Les camps étaient entourés de haut-parleurs et une quinzaine d’ensembles musicaux ont été recensés dés 1933 - fanfares, quatuors vocaux, orchestres symphoniques de plus de 80 membres. L’un d’eux composé uniquement de femmes était dirigé par la nièce du célèbre Gustav Mahler, Alma Rosé. Leur rôle ? Distraire les SS mais aussi accompagner au son de marches militaires ou de joyeuses polkas, les prisonniers en marche vers leur lieu de travaux forcés, étouffer aussi avec des opéras, les cris lors des exécutions, encourager les enfants vers les chambres à gaz avec des berceuses Yiddish… Cet horizon sonore était une musique “de contrainte”, une arme supplémentaire pour humilier et inculquer la discipline … Sous peine d’être battus, les détenus étaient obligés de chanter même pendant les punitions, souvent des chants anti-sémites… Toutefois, pour impressionner de hauts dignitaires de l’armée allemande, certains répertoires étaient formellement interdits. Les déportés étaient considérés comme trop “impurs” pour jouer Mozart ou Wagner.

Mais la musique a aussi été un moyen de résistance à l’insoutenable, un passeport de survie. Les détenues musiciennes bénéficiaient de conditions de vie légèrement améliorées. Elles étaient exemptées de travaux forcés et étaient autorisées à répéter à l’intérieur.
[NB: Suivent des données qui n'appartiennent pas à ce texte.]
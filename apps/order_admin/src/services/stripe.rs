// apps/order_admin/src/services/stripe.rs
use async_trait::async_trait;
use chrono::{DateTime, Utc};
use order_lifecycle::{DateRange, GatewayError, PaymentGateway, PaymentRecord};
use reqwest::header::{HeaderMap, HeaderValue, AUTHORIZATION};
use serde::Deserialize;
use std::collections::HashMap;
use std::time::Duration;
use tracing::{debug, instrument};

const PAGE_SIZE: u32 = 100;

#[derive(Debug, Deserialize)]
struct PaymentIntentPage {
  data: Vec<PaymentIntent>,
  has_more: bool,
}

#[derive(Debug, Deserialize)]
struct PaymentIntent {
  id: String,
  amount: i64,
  currency: String,
  created: i64,
  status: String,
  #[serde(default)]
  customer: Option<String>,
  #[serde(default)]
  metadata: HashMap<String, String>,
}

#[derive(Debug, Deserialize)]
struct ApiErrorBody {
  error: ApiErrorDetail,
}

#[derive(Debug, Deserialize)]
struct ApiErrorDetail {
  message: String,
}

impl PaymentIntent {
  fn into_record(self) -> Result<PaymentRecord, GatewayError> {
    let created = DateTime::<Utc>::from_timestamp(self.created, 0)
      .ok_or_else(|| GatewayError::Decode(format!("payment {} has an invalid timestamp {}", self.id, self.created)))?;
    Ok(PaymentRecord {
      id: self.id,
      amount_minor: self.amount,
      currency: self.currency,
      created,
      customer: self.customer,
      metadata: self.metadata,
    })
  }
}

/// Reads succeeded payments from the Stripe REST API.
#[derive(Debug, Clone)]
pub struct StripeGateway {
  client: reqwest::Client,
  api_base: String,
  secret_key: String,
}

impl StripeGateway {
  pub fn new(api_base: impl Into<String>, secret_key: impl Into<String>) -> Self {
    let client = reqwest::Client::builder()
      .timeout(Duration::from_secs(20))
      .build()
      .unwrap_or_else(|_| reqwest::Client::new());
    Self {
      client,
      api_base: api_base.into().trim_end_matches('/').to_string(),
      secret_key: secret_key.into(),
    }
  }

  fn auth_headers(&self) -> Result<HeaderMap, GatewayError> {
    let mut headers = HeaderMap::new();
    let value = HeaderValue::from_str(&format!("Bearer {}", self.secret_key))
      .map_err(|e| GatewayError::Unreachable(format!("invalid API key header: {}", e)))?;
    headers.insert(AUTHORIZATION, value);
    Ok(headers)
  }

  async fn fetch_page(&self, range: &DateRange, starting_after: Option<&str>) -> Result<PaymentIntentPage, GatewayError> {
    let mut query: Vec<(&str, String)> = vec![
      ("created[gte]", range.start_instant().timestamp().to_string()),
      ("created[lte]", range.end_instant().timestamp().to_string()),
      ("limit", PAGE_SIZE.to_string()),
    ];
    if let Some(cursor) = starting_after {
      query.push(("starting_after", cursor.to_string()));
    }

    let response = self
      .client
      .get(format!("{}/v1/payment_intents", self.api_base))
      .headers(self.auth_headers()?)
      .query(&query)
      .send()
      .await
      .map_err(|e| GatewayError::Unreachable(e.to_string()))?;

    let status = response.status();
    if !status.is_success() {
      let message = match response.json::<ApiErrorBody>().await {
        Ok(body) => body.error.message,
        Err(_) => status.canonical_reason().unwrap_or("unknown error").to_string(),
      };
      return Err(GatewayError::Api {
        status: status.as_u16(),
        message,
      });
    }
    response
      .json::<PaymentIntentPage>()
      .await
      .map_err(|e| GatewayError::Decode(e.to_string()))
  }
}

#[async_trait]
impl PaymentGateway for StripeGateway {
  /// Walks every page for the range before returning; any page failure fails the whole call.
  #[instrument(name = "stripe::list_succeeded", skip(self), fields(start = %range.start, end = %range.end), err(Display))]
  async fn list_succeeded(&self, range: &DateRange) -> Result<Vec<PaymentRecord>, GatewayError> {
    let mut records = Vec::new();
    let mut cursor: Option<String> = None;
    loop {
      let page = self.fetch_page(range, cursor.as_deref()).await?;
      cursor = page.data.last().map(|p| p.id.clone());
      let has_more = page.has_more && cursor.is_some();
      for intent in page.data {
        if intent.status == "succeeded" {
          records.push(intent.into_record()?);
        }
      }
      if !has_more {
        break;
      }
    }
    debug!("Fetched {} succeeded payments.", records.len());
    Ok(records)
  }
}
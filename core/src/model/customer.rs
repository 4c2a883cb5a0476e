// core/src/model/customer.rs

use serde::{Deserialize, Serialize};
use std::fmt;

use super::order::ShippingAddress;

#[derive(Debug, Clone, Default, PartialEq, Eq, Hash, Serialize, Deserialize)]
#[serde(transparent)]
pub struct UserId(pub String);

impl UserId {
  pub fn new(id: impl Into<String>) -> Self {
    UserId(id.into())
  }

  pub fn as_str(&self) -> &str {
    &self.0
  }
}

impl fmt::Display for UserId {
  fn fmt(&self, f: &mut fmt::Formatter<'_>) -> fmt::Result {
    f.write_str(&self.0)
  }
}

/// Current profile of a storefront customer, as held by the user provider.
/// Every profile field is optional; customers fill them in over time.
#[derive(Debug, Clone, Default, PartialEq, Eq, Serialize, Deserialize)]
#[serde(rename_all = "camelCase")]
pub struct Customer {
  pub id: UserId,
  pub name: Option<String>,
  pub email: Option<String>,
  pub phone: Option<String>,
  pub postal_code: Option<String>,
  pub prefecture: Option<String>,
  pub city: Option<String>,
  pub address: Option<String>,
  pub stripe_customer_id: Option<String>,
}

fn pick(current: &Option<String>, fallback: &str) -> String {
  match current.as_deref().map(str::trim) {
    Some(v) if !v.is_empty() => v.to_string(),
    _ => fallback.to_string(),
  }
}

impl Customer {
  /// Address built from the current profile, taking each missing field from `fallback`.
  pub fn address_over(&self, fallback: &ShippingAddress) -> ShippingAddress {
    ShippingAddress {
      name: pick(&self.name, &fallback.name),
      postal_code: pick(&self.postal_code, &fallback.postal_code),
      prefecture: pick(&self.prefecture, &fallback.prefecture),
      city: pick(&self.city, &fallback.city),
      address: pick(&self.address, &fallback.address),
      phone: pick(&self.phone, &fallback.phone),
      email: pick(&self.email, &fallback.email),
    }
  }
}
La nuit, elles étaient 2 et non 8 par paillasse et leurs rations de pain étaient un peu plus généreuses que pour les autres prisonnières.

photo extraite du livres de Anne Sebba " The Women Orchestra of Auschwitz"

Ainsi, quand la jeune violoncelliste de 20 ans Anita Lasker-Wallfisch explique à Joseph Mengele (surnommé “l’ange de la mort”), nue, cheveux rasé et tatoué du matricule : 69388, qu’elle est musicienne, le commandant lui sauve la vie.

Ces femmes doivent leur vie à leur capacité à jouer d’un instrument ; elles n’avaient pas plus de valeur aux yeux des SS que les autres déportées.

À la fin de la guerre, 38 des instrumentistes de cet orchestre féminin sur les 40 ont survécu.

Dans son dernier livre, Anne Sebba leur donne un second souffle de vie pour que leur courage, leur force discrète et tenace nous inspirent toutes aujourd’hui et demain.